Karina encendió la secadora y el aire caliente envolvió su rostro con suavidad. “El Señor es bueno”. Y lo era, porque Freya tenía una madre que no puso objeción en cuidar a sus nietos. Contaba con una hermana, quien a pesar de sus diferencias, la buscaba y necesitaba. ¿Y qué de sus dos hermosos hijos? Fuera de las rabietas de Sonia, la pequeña estaba repleta de sonrisas y abrazos. Detrás de los miedos de Martín había una prodigiosa imaginación que ideaba mundos fantasiosos y relatos extraordinarios. Además, Freya tenía a Gustavo a su lado, un hombre amable y paciente, con un gran sentido del humor. Apenas el día anterior le había mandado una foto con una jirafa. “Para una mujer de altura”, añadió en el texto. 
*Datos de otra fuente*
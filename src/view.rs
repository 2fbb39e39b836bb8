//! Presentation-ready views handed to a [`Renderer`](crate::render::Renderer)

use crate::{
    convert::convert,
    paginate::PageView,
    sparkline::{trend_series, SparklineTrend},
    types::{CoinRecord, Currency, NewsArticle},
};
use chrono::{DateTime, Utc};
use serde::Serialize;

/// One coin, formatted for display
#[derive(Debug, Clone, PartialEq, Serialize)]
pub struct CoinRow {
    /// Chart container key
    pub id: String,
    pub rank: Option<u32>,
    pub name: String,
    pub symbol: String,
    pub image: String,
    pub price: String,
    pub change_24h: f64,
    /// `+1.23%` / `-0.45%`
    pub change_text: String,
    pub change_up: bool,
    pub trend: Vec<f64>,
    pub trend_direction: SparklineTrend,
}

impl CoinRow {
    pub fn from_record(record: &CoinRecord, currency: Currency, rate: f64) -> Self {
        let change = record.change_24h();
        let trend = trend_series(record.sparkline());

        Self {
            id: record.id.clone(),
            rank: record.market_cap_rank,
            name: record.name.clone(),
            symbol: record.symbol.to_uppercase(),
            image: record.image_url().to_string(),
            price: convert(record.price_usd(), currency, rate),
            change_24h: change,
            change_text: format_change(change),
            change_up: change >= 0.0,
            trend: trend.to_vec(),
            trend_direction: SparklineTrend::of(trend),
        }
    }
}

/// Signed percentage with two decimals
pub fn format_change(change: f64) -> String {
    if change >= 0.0 {
        format!("+{:.2}%", change)
    } else {
        format!("{:.2}%", change)
    }
}

/// What the coin list area shows
#[derive(Debug, Clone, PartialEq, Serialize)]
#[serde(tag = "state", rename_all = "snake_case")]
pub enum BoardState {
    /// First fetch still pending
    Loading,
    /// No data could be loaded; offer a retry
    FetchError { message: String, retry: bool },
    /// Data is loaded but nothing matches the search
    NoResults,
    Page {
        rows: Vec<CoinRow>,
        page: usize,
        total_pages: usize,
        has_previous: bool,
        has_next: bool,
    },
}

/// Everything needed to draw the coin board once
#[derive(Debug, Clone, PartialEq, Serialize)]
pub struct BoardView {
    pub state: BoardState,
    pub currency: Currency,
    pub search_term: String,
    /// Matches before pagination
    pub total_filtered: usize,
    pub last_updated: Option<DateTime<Utc>>,
    /// Set when a refresh failed while older data is still displayed
    pub last_error: Option<String>,
}

impl BoardView {
    /// Builds the view from a derived page and session context
    pub fn from_page(
        page: PageView,
        currency: Currency,
        rate: f64,
        search_term: &str,
        last_updated: Option<DateTime<Utc>>,
    ) -> Self {
        let state = if page.is_empty() {
            BoardState::NoResults
        } else {
            BoardState::Page {
                rows: page
                    .records
                    .iter()
                    .map(|r| CoinRow::from_record(r, currency, rate))
                    .collect(),
                page: page.page,
                total_pages: page.total_pages,
                has_previous: page.has_previous(),
                has_next: page.has_next(),
            }
        };

        Self {
            state,
            currency,
            search_term: search_term.to_string(),
            total_filtered: page.total_filtered,
            last_updated,
            last_error: None,
        }
    }

    /// View shown before any data has arrived
    pub fn loading(currency: Currency, search_term: &str) -> Self {
        Self {
            state: BoardState::Loading,
            currency,
            search_term: search_term.to_string(),
            total_filtered: 0,
            last_updated: None,
            last_error: None,
        }
    }

    /// View shown when nothing could be loaded
    pub fn fetch_error(
        currency: Currency,
        search_term: &str,
        message: impl Into<String>,
        retry: bool,
    ) -> Self {
        Self {
            state: BoardState::FetchError {
                message: message.into(),
                retry,
            },
            currency,
            search_term: search_term.to_string(),
            total_filtered: 0,
            last_updated: None,
            last_error: None,
        }
    }

    pub fn rows(&self) -> &[CoinRow] {
        match &self.state {
            BoardState::Page { rows, .. } => rows,
            _ => &[],
        }
    }

    /// Whether a retry control should be visible
    pub fn shows_retry(&self) -> bool {
        match &self.state {
            BoardState::FetchError { retry, .. } => *retry,
            _ => self.last_error.is_some(),
        }
    }
}

/// One news article, formatted for display
#[derive(Debug, Clone, PartialEq, Serialize)]
pub struct NewsItem {
    pub title: String,
    pub source: String,
    pub published: String,
    pub description: String,
    pub url: String,
}

impl From<&NewsArticle> for NewsItem {
    fn from(article: &NewsArticle) -> Self {
        Self {
            title: article.title.clone(),
            source: article.source_name().to_string(),
            published: article.published_date(),
            description: article.description_or_default().to_string(),
            url: article.url.clone(),
        }
    }
}

/// What the news area shows
#[derive(Debug, Clone, PartialEq, Serialize)]
#[serde(tag = "state", rename_all = "snake_case")]
pub enum NewsView {
    Loading,
    Articles { items: Vec<NewsItem> },
    /// Well-formed response with no articles
    Empty,
    Failed { message: String, retry: bool },
}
Siempre habría dificultades, desde una llanta ponchada hasta lluvias torrenciales. Cada día traería sus propios dilemas, en forma de dolores de espalda o gastritis. Pero tan cierto como los problemas era la declaración bíblica: “un refugio seguro”. Ante cada problema, Freya podía hacerse pequeña en su mente y descansar en el hueco de la mano del Padre que era lo suficientemente grande para envolverla y protegerla de cualquier dificultad. 

—¡Lista!

Freya contempló su reflejo y esbozó una sonrisa. Sacó su cartera y le pagó a Karina. 

—Te espero en dos meses —sonrió la peluquera. 

—Aquí estaré. 

Freya se preguntó si debió haberle contado más detalles de su vida, como hacían tantas otras mujeres. Quizá debía mostrar más interés y preguntar por las sobrinas. Pero Maru, la chica de las uñas, regresó acompañada por una chica que quería colocarse unas extensiones, así que Freya se despidió de todas y se detuvo frente a la panadería. Lamentablemente, el tinte había subido de precio y ya no traía cambio. No se angustiaría. El Señor era bueno. A estas alturas, su madre tendría una cena preparada.

Freya se subió al auto y se colocó el cinturón de seguridad. Antes de arrancar, contempló el letrero encima de la puerta del salón de belleza. “Estética Betania”. No había mejor nombre para el negocio de Karina. Uno entraba como una Marta, afanada y turbada por muchas cosas, y salía como María, más serena y ubicada. Por esa razón, no le importaba cruzar media ciudad por un corte de cabello.